### Activity:
For the records below, say how many lines contain the string "Failed". Give no other text.
START Data for the task
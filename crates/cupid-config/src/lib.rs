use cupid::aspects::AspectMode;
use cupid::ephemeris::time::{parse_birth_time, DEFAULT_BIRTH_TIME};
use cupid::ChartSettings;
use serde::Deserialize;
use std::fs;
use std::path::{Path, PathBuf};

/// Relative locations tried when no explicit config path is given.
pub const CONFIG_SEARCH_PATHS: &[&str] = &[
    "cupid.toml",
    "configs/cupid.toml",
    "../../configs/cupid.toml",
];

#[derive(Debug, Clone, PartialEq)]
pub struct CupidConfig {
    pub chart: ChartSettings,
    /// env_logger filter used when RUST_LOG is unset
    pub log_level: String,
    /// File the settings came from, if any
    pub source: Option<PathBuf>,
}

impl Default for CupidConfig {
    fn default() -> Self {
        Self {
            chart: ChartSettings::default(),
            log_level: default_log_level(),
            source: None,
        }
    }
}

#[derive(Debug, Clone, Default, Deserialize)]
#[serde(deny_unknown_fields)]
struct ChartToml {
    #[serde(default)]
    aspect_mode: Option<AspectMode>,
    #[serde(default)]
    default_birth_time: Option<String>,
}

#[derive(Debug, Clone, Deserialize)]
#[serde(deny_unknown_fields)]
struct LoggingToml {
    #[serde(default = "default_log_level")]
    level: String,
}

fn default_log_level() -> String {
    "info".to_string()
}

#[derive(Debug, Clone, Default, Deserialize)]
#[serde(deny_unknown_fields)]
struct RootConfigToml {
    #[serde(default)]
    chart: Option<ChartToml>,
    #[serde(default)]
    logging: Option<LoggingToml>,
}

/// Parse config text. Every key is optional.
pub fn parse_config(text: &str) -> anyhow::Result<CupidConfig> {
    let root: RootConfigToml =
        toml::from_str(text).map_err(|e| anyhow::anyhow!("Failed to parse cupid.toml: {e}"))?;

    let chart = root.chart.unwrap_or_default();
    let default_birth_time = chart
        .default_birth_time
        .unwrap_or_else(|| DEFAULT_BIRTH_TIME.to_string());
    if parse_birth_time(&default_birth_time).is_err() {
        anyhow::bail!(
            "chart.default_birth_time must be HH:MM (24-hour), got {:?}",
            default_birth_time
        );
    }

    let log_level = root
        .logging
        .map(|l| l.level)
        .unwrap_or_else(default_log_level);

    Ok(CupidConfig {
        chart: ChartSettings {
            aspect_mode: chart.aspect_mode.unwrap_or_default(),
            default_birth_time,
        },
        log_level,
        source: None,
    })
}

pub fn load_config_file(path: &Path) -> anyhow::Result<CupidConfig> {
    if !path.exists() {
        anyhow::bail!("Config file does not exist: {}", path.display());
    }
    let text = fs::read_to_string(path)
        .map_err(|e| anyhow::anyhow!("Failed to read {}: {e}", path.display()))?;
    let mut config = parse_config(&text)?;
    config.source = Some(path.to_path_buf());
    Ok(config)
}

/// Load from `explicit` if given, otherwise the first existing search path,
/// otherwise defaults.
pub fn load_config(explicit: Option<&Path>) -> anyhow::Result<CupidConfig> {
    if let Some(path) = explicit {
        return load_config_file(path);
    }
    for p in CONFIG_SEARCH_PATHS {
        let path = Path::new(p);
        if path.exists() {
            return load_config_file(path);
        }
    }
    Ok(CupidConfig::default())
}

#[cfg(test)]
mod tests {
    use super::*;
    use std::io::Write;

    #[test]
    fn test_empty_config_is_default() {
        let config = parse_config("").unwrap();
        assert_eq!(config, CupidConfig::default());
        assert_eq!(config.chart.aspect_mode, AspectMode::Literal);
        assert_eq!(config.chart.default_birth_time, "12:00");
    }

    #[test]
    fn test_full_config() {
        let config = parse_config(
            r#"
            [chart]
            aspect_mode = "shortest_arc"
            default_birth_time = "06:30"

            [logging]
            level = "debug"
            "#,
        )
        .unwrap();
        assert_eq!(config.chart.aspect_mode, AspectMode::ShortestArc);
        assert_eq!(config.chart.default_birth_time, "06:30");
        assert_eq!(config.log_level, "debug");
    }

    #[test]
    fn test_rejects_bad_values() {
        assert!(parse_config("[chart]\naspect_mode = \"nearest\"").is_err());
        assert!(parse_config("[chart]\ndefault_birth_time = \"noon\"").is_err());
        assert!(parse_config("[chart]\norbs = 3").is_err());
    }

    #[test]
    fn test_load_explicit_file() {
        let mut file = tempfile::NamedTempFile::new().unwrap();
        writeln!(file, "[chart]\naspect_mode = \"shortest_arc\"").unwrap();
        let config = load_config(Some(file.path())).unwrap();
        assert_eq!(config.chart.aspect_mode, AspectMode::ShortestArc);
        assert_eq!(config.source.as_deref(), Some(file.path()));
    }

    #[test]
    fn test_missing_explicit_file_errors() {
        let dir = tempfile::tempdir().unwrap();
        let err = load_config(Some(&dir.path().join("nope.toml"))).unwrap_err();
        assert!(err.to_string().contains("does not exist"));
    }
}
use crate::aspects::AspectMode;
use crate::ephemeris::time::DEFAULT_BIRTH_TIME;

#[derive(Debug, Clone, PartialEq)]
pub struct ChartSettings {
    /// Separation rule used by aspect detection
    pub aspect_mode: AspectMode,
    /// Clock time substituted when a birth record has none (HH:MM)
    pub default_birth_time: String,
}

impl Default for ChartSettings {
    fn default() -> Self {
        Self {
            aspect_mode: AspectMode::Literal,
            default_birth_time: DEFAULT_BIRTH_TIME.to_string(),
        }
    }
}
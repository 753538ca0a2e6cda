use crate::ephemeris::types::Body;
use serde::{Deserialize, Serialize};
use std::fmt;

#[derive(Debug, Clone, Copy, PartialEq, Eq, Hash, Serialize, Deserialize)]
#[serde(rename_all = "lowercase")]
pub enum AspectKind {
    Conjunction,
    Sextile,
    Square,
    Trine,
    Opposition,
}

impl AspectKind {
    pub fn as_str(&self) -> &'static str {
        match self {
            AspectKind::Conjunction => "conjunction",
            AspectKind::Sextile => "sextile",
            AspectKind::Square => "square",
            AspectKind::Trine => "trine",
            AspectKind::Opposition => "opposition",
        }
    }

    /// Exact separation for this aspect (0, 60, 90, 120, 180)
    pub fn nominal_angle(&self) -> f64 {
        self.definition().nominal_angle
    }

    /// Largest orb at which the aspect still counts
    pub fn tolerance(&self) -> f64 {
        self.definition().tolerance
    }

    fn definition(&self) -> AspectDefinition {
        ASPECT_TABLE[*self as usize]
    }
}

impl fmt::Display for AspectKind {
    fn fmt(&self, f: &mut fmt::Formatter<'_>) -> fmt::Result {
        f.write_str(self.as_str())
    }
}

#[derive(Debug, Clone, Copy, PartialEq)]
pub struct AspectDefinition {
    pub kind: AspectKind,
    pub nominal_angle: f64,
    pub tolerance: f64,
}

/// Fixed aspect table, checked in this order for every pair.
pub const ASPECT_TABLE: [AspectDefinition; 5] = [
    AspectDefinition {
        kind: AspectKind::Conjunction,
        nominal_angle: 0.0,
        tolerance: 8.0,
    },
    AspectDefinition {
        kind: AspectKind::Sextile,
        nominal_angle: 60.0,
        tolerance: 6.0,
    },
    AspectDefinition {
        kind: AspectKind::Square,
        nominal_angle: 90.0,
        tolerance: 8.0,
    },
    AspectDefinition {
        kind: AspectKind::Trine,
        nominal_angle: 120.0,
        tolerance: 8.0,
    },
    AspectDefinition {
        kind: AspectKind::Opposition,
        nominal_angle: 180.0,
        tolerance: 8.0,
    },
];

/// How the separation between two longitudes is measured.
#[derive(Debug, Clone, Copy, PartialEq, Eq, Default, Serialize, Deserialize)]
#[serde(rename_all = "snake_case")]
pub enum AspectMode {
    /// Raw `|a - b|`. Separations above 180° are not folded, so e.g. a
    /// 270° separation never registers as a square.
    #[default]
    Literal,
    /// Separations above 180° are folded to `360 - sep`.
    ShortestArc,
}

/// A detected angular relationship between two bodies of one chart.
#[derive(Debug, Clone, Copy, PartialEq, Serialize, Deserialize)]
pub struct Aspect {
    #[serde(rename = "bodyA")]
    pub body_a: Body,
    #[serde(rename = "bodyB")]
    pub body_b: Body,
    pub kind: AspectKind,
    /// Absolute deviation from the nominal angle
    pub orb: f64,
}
END Data for the task
### Your response:
2